Horowitz L N, Josephson M E, Farshidi A
Am J Cardiol. 1978 Aug;42(2):276-80. doi: 10.1016/0002-9149(78)90910-4.
The electropharmacology of tocainide, an orally active congener of lidocaine, was evaluated in 10 patients with coronary artery disease.
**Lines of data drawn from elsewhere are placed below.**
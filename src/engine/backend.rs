// src/engine/backend.rs

//! Pluggable candidate backend abstraction.
//!
//! The runtime talks to a `CandidateBackend` instead of calling the
//! stability detector and relocation engine directly. This makes it easy to
//! swap in a scripted backend in tests while keeping the production
//! implementation here.
//!
//! - `RealCandidateBackend` runs each request in its own Tokio task and
//!   reports the result back as a [`RuntimeEvent`].
//! - Tests can provide their own backend that, for example, records which
//!   paths were checked and immediately emits canned results.

use std::future::Future;
use std::path::PathBuf;
use std::pin::Pin;

use tokio::sync::mpsc;
use tokio::task::JoinSet;
use tracing::debug;

use crate::engine::RuntimeEvent;
use crate::errors::Result;
use crate::relocate::RelocationEngine;
use crate::watch::StabilityDetector;

/// Trait abstracting how candidates are checked and moved.
///
/// Implementations must eventually answer every request with the matching
/// `StabilityChecked` / `RelocationFinished` event.
pub trait CandidateBackend: Send {
    fn check_stability(
        &mut self,
        path: PathBuf,
        generation: u64,
    ) -> Pin<Box<dyn Future<Output = Result<()>> + Send + '_>>;

    fn relocate(&mut self, path: PathBuf) -> Pin<Box<dyn Future<Output = Result<()>> + Send + '_>>;
}

/// Real backend used in production.
///
/// In-flight work is owned by a `JoinSet`, so dropping the backend (when the
/// runtime exits) cancels pending checks and backoff sleeps.
#[derive(Debug)]
pub struct RealCandidateBackend {
    detector: StabilityDetector,
    engine: RelocationEngine,
    runtime_tx: mpsc::Sender<RuntimeEvent>,
    tasks: JoinSet<()>,
}

impl RealCandidateBackend {
    pub fn new(
        detector: StabilityDetector,
        engine: RelocationEngine,
        runtime_tx: mpsc::Sender<RuntimeEvent>,
    ) -> Self {
        Self {
            detector,
            engine,
            runtime_tx,
            tasks: JoinSet::new(),
        }
    }

    fn reap_finished(&mut self) {
        while self.tasks.try_join_next().is_some() {}
    }
}

impl CandidateBackend for RealCandidateBackend {
    fn check_stability(
        &mut self,
        path: PathBuf,
        generation: u64,
    ) -> Pin<Box<dyn Future<Output = Result<()>> + Send + '_>> {
        self.reap_finished();
        let detector = self.detector.clone();
        let tx = self.runtime_tx.clone();

        self.tasks.spawn(async move {
            let stability = detector.check(&path).await;
            debug!(?path, generation, %stability, "stability check finished");
            // Receiver is gone only once the runtime has stopped.
            let _ = tx
                .send(RuntimeEvent::StabilityChecked {
                    path,
                    generation,
                    stability,
                })
                .await;
        });

        Box::pin(async { Ok(()) })
    }

    fn relocate(&mut self, path: PathBuf) -> Pin<Box<dyn Future<Output = Result<()>> + Send + '_>> {
        self.reap_finished();
        let engine = self.engine.clone();
        let tx = self.runtime_tx.clone();

        self.tasks.spawn(async move {
            let outcome = engine.process(&path).await;
            let _ = tx
                .send(RuntimeEvent::RelocationFinished { path, outcome })
                .await;
        });

        Box::pin(async { Ok(()) })
    }
}
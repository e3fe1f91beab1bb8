// src/engine/core.rs

//! Pure core runtime state machine.
//!
//! This module contains a synchronous, deterministic "core runtime" that
//! consumes [`RuntimeEvent`]s and produces:
//! - an updated [`RunState`]
//! - a list of "commands" describing what the IO shell should do next
//!
//! The async/IO-heavy shell (`engine::runtime::Runtime`) is responsible for:
//! - reading events from channels
//! - running stability checks and relocations through a backend
//! - timers, notifications and shutdown
//!
//! The core is intended to be extensively unit tested without any Tokio,
//! channels, filesystem, or processes.

use crate::engine::event_handlers::{
    handle_candidate_seen, handle_heartbeat, handle_relocation_finished, handle_shutdown,
    handle_stability_checked, handle_timeout, CoreStep,
};
use crate::engine::state::{Phase, RunState};
use crate::engine::{RunExit, RuntimeEvent, RuntimeOptions};

/// Pure core runtime state.
///
/// It has **no** channels, no Tokio types, and does not perform any IO.
#[derive(Debug)]
pub struct CoreRuntime {
    state: RunState,
    options: RuntimeOptions,
}

impl CoreRuntime {
    pub fn new(options: RuntimeOptions) -> Self {
        Self {
            state: RunState::new(),
            options,
        }
    }

    /// `Idle -> Watching`. Called once the event source is up.
    pub fn start(&mut self) {
        self.state.started = true;
    }

    pub fn phase(&self) -> Phase {
        self.state.phase()
    }

    pub fn state(&self) -> &RunState {
        &self.state
    }

    /// Terminal result, once the run is over.
    pub fn exit(&self) -> Option<RunExit> {
        self.state.exit()
    }

    /// Handle a single runtime event, updating core state and returning the
    /// resulting commands for the IO shell.
    pub fn step(&mut self, event: RuntimeEvent) -> CoreStep {
        if self.state.exit.is_some() {
            return CoreStep {
                commands: Vec::new(),
                keep_running: false,
            };
        }

        match event {
            RuntimeEvent::CandidateSeen { path } => handle_candidate_seen(&mut self.state, path),
            RuntimeEvent::StabilityChecked {
                path,
                generation,
                stability,
            } => handle_stability_checked(&mut self.state, path, generation, stability),
            RuntimeEvent::RelocationFinished { path, outcome } => {
                handle_relocation_finished(&mut self.state, &self.options, path, outcome)
            }
            RuntimeEvent::HeartbeatTick => handle_heartbeat(&mut self.state),
            RuntimeEvent::TimeoutElapsed => handle_timeout(&mut self.state),
            RuntimeEvent::ShutdownRequested => handle_shutdown(&mut self.state),
        }
    }
}
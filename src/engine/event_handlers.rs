// src/engine/event_handlers.rs

//! Event handling logic for the core runtime.

use std::path::PathBuf;
use std::time::Instant;

use crate::engine::state::{CandidateFile, Phase, RunState};
use crate::engine::{RunExit, RuntimeOptions};
use crate::relocate::RelocationOutcome;
use crate::watch::Stability;

/// Command produced by the pure core, to be executed by the outer IO shell.
#[derive(Debug, Clone)]
pub enum CoreCommand {
    /// Run the stability detector on `path`; report back with `generation`.
    CheckStability { path: PathBuf, generation: u64 },
    /// Parse the header of `path` and relocate it.
    Relocate { path: PathBuf },
    /// Report a relocation outcome (log + optional notification).
    Announce {
        path: PathBuf,
        outcome: RelocationOutcome,
    },
    /// Emit a liveness log line.
    Heartbeat {
        phase: Phase,
        pending: usize,
        relocations: u32,
    },
    /// The run is over.
    RequestExit(RunExit),
}

/// Decision returned by the core after handling a single `RuntimeEvent`.
#[derive(Debug, Clone)]
pub struct CoreStep {
    /// Commands the IO shell should execute, in order.
    pub commands: Vec<CoreCommand>,
    /// Whether the outer runtime loop should keep running.
    pub keep_running: bool,
}

impl CoreStep {
    fn running(commands: Vec<CoreCommand>) -> Self {
        Self {
            commands,
            keep_running: true,
        }
    }

    fn idle() -> Self {
        Self::running(Vec::new())
    }

    fn finish(state: &mut RunState, mut commands: Vec<CoreCommand>, exit: RunExit) -> Self {
        state.exit = Some(exit);
        commands.push(CoreCommand::RequestExit(exit));
        Self {
            commands,
            keep_running: false,
        }
    }
}

/// Handle a detection from the event source.
///
/// - Unknown path: start tracking it and schedule a stability check.
/// - Path already stabilising, or stable and queued: restart stabilization
///   under a new generation (any in-flight result becomes stale).
/// - Path currently being relocated: ignore; the engine re-reads it anyway.
/// - Timeout already fired: ignore; the run only waits for the running
///   relocation.
pub fn handle_candidate_seen(state: &mut RunState, path: PathBuf) -> CoreStep {
    if state.timeout_pending || state.relocating.as_deref() == Some(path.as_path()) {
        return CoreStep::idle();
    }

    state.queue.retain(|queued| queued != &path);
    let generation = state.bump_generation();

    let candidate = state
        .candidates
        .entry(path.clone())
        .or_insert_with(|| CandidateFile {
            path: path.clone(),
            first_seen: Instant::now(),
            last_len: None,
            generation,
            checks: 0,
            stable: false,
        });
    candidate.generation = generation;
    candidate.stable = false;

    CoreStep::running(vec![CoreCommand::CheckStability { path, generation }])
}

/// Handle a finished stability check.
pub fn handle_stability_checked(
    state: &mut RunState,
    path: PathBuf,
    generation: u64,
    stability: Stability,
) -> CoreStep {
    if state.timeout_pending || state.relocating.as_deref() == Some(path.as_path()) {
        return CoreStep::idle();
    }
    let Some(candidate) = state.candidates.get_mut(&path) else {
        return CoreStep::idle();
    };
    if candidate.generation != generation {
        // Superseded by a newer detection.
        return CoreStep::idle();
    }
    candidate.checks += 1;

    match stability {
        Stability::Stable { len } => {
            candidate.last_len = Some(len);
            candidate.stable = true;
            if !state.queue.contains(&path) {
                state.queue.push_back(path);
            }
            CoreStep::running(start_next_relocation(state))
        }
        Stability::Vanished => {
            state.candidates.remove(&path);
            CoreStep::idle()
        }
        other => {
            if let Stability::Growing { to, .. } = other {
                candidate.last_len = Some(to);
            }
            let generation = state.bump_generation();
            if let Some(candidate) = state.candidates.get_mut(&path) {
                candidate.generation = generation;
            }
            CoreStep::running(vec![CoreCommand::CheckStability { path, generation }])
        }
    }
}

/// Handle a finished relocation.
pub fn handle_relocation_finished(
    state: &mut RunState,
    options: &RuntimeOptions,
    path: PathBuf,
    outcome: RelocationOutcome,
) -> CoreStep {
    if state.relocating.as_deref() == Some(path.as_path()) {
        state.relocating = None;
    }
    // Failed or skipped files stay on disk; a later change re-detects them.
    state.candidates.remove(&path);
    state.outcomes += 1;

    let success = outcome.is_success();
    let mut commands = vec![CoreCommand::Announce { path, outcome }];

    if success {
        state.relocations += 1;
        if options.mode.is_one_shot() {
            return CoreStep::finish(state, commands, RunExit::Relocated);
        }
    }

    if state.timeout_pending {
        let exit = timeout_exit(state);
        return CoreStep::finish(state, commands, exit);
    }

    commands.extend(start_next_relocation(state));
    CoreStep::running(commands)
}

pub fn handle_heartbeat(state: &mut RunState) -> CoreStep {
    state.heartbeats += 1;
    CoreStep::running(vec![CoreCommand::Heartbeat {
        phase: state.phase(),
        pending: state.pending(),
        relocations: state.relocations,
    }])
}

/// Global timeout: a run that relocated something still counts as a
/// success (continuous mode); otherwise it is a timeout.
///
/// A relocation in flight may already have moved the main file, so the exit
/// waits for its outcome. The retry policy bounds that wait.
pub fn handle_timeout(state: &mut RunState) -> CoreStep {
    if state.relocating.is_some() {
        state.timeout_pending = true;
        state.queue.clear();
        return CoreStep::idle();
    }
    let exit = timeout_exit(state);
    CoreStep::finish(state, Vec::new(), exit)
}

fn timeout_exit(state: &RunState) -> RunExit {
    if state.relocations > 0 {
        RunExit::Relocated
    } else {
        RunExit::TimedOut
    }
}

pub fn handle_shutdown(state: &mut RunState) -> CoreStep {
    CoreStep::finish(state, Vec::new(), RunExit::Shutdown)
}

/// If nothing is being relocated, hand the oldest stable candidate to the
/// relocation engine.
fn start_next_relocation(state: &mut RunState) -> Vec<CoreCommand> {
    if state.relocating.is_some() || state.timeout_pending {
        return Vec::new();
    }

    while let Some(path) = state.queue.pop_front() {
        let ready = state
            .candidates
            .get(&path)
            .is_some_and(|candidate| candidate.stable);
        if ready {
            state.relocating = Some(path.clone());
            return vec![CoreCommand::Relocate { path }];
        }
    }

    Vec::new()
}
Electrophysiologic measurements including sinus nodal recovery time, sinoatrial conduction time, intraatrial conduction time, atrial, atrioventricular (A-V) nodal and ventricular refractory periods and intraventricular conduction time were obtained before and after intravenous infusion of tocainide. At blood levels shown to be effective against ventricular arrhythmias, tocainide produced no statistically significant changes in the electrophysiologic measurements, although occasional marked individual effects were observed. No side effects were observed during these studies. No adverse effects on A-V conduction were observed in patients with an intraventricular conduction disturbance or a prolonged control H-V interval. Thus, plasma tocainide concentrations effective in the therapy of ventricular arrhythmias exert no adverse effects on cardiac electrophysiologic properties in patients with coronary artery disease.
对10例冠心病患者评估了利多卡因的口服活性类似物妥卡尼的电药理学特性。在静脉输注妥卡尼前后,进行了包括窦房结恢复时间、窦房传导时间、心房内传导时间、心房、房室(A-V)结和心室不应期以及心室内传导时间在内的电生理测量。在显示对室性心律失常有效的血药浓度下,妥卡尼在电生理测量中未产生统计学上的显著变化,尽管偶尔观察到明显的个体效应。在这些研究中未观察到副作用。在有室内传导障碍或对照H-V间期延长的患者中,未观察到对房室传导的不利影响。因此,对室性心律失常治疗有效的血浆妥卡尼浓度对冠心病患者的心脏电生理特性无不利影响。